(Stored data)
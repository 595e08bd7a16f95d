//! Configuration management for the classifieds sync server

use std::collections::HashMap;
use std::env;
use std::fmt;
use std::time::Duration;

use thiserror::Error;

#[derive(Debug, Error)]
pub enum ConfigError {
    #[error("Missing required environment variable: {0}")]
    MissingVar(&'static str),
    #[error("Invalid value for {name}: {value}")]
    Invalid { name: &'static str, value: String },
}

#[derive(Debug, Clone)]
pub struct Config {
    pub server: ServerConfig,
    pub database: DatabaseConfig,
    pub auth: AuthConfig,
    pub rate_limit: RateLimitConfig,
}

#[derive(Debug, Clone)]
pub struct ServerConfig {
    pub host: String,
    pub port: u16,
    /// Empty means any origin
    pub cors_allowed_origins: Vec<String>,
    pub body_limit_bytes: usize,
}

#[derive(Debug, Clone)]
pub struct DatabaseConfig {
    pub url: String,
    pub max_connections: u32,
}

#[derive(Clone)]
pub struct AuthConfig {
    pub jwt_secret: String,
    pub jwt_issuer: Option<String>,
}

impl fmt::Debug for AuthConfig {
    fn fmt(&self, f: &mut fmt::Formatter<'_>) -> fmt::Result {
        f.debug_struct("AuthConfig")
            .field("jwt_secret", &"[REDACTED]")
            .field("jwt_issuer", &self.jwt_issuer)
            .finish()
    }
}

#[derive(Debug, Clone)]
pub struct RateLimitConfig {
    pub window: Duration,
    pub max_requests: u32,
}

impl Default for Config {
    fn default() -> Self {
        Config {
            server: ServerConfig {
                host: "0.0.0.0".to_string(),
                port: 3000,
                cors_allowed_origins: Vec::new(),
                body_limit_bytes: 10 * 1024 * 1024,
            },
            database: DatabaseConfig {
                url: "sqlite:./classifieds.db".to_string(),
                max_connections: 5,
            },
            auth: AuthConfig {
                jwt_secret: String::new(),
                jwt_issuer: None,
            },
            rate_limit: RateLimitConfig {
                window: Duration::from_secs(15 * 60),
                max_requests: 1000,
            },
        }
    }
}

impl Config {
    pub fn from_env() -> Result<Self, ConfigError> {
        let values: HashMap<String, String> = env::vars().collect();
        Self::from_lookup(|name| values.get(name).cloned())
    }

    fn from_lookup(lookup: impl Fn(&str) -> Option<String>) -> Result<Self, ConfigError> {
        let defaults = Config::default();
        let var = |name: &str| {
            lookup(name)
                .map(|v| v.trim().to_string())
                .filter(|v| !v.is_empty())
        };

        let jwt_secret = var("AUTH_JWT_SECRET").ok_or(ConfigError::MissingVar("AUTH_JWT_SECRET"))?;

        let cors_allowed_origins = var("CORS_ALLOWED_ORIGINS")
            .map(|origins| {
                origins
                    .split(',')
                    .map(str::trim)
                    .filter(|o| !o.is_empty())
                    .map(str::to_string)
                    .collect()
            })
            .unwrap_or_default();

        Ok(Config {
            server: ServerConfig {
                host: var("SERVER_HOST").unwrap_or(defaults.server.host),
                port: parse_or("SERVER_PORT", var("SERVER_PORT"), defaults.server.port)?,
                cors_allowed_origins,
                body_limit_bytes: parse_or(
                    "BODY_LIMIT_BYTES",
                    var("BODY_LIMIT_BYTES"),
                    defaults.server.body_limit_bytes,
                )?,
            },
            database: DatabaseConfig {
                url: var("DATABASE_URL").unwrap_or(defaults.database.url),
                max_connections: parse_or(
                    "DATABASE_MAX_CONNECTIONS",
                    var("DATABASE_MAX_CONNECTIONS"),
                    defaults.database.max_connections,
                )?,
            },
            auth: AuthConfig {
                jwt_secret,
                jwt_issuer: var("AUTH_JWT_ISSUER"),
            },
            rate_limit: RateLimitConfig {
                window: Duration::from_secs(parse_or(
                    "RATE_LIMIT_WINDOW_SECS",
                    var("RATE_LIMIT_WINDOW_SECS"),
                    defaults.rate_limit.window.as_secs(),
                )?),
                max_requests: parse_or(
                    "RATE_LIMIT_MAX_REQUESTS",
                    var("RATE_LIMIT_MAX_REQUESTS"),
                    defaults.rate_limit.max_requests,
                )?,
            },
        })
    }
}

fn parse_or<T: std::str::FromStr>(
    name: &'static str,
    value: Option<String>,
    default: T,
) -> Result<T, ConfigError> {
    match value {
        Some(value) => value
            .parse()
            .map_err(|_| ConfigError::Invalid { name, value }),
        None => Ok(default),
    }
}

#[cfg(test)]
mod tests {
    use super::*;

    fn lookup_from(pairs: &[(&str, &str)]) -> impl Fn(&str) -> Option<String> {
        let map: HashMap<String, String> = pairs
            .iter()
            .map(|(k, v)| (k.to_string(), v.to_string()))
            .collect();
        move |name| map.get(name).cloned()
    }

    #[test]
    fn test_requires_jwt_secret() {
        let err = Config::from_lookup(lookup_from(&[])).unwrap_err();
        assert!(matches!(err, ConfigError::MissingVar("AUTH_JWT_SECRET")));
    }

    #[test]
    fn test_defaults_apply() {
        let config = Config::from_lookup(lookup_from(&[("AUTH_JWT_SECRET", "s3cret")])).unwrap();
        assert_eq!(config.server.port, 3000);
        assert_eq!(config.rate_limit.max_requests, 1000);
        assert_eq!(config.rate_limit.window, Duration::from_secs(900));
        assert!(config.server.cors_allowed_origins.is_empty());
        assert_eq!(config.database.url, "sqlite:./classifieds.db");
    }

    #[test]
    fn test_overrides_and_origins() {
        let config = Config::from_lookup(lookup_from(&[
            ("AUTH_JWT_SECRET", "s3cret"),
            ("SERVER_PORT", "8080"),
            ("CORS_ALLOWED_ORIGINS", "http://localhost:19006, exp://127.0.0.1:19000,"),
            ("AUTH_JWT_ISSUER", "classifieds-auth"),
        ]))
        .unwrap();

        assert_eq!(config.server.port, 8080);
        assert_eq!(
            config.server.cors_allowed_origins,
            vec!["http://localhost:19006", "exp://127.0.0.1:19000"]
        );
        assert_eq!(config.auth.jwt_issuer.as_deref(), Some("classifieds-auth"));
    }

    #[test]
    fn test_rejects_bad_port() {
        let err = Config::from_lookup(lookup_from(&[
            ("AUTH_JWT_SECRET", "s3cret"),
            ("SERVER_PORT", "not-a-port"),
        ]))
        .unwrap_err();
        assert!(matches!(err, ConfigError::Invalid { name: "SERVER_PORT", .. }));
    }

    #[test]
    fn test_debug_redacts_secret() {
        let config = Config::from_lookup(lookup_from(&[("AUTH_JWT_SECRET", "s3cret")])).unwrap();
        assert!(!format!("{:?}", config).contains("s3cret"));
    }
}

What is needed: Give the number of lines in the entries above that include the word "AuthConfig", and nothing more.

Answer to this problem: 6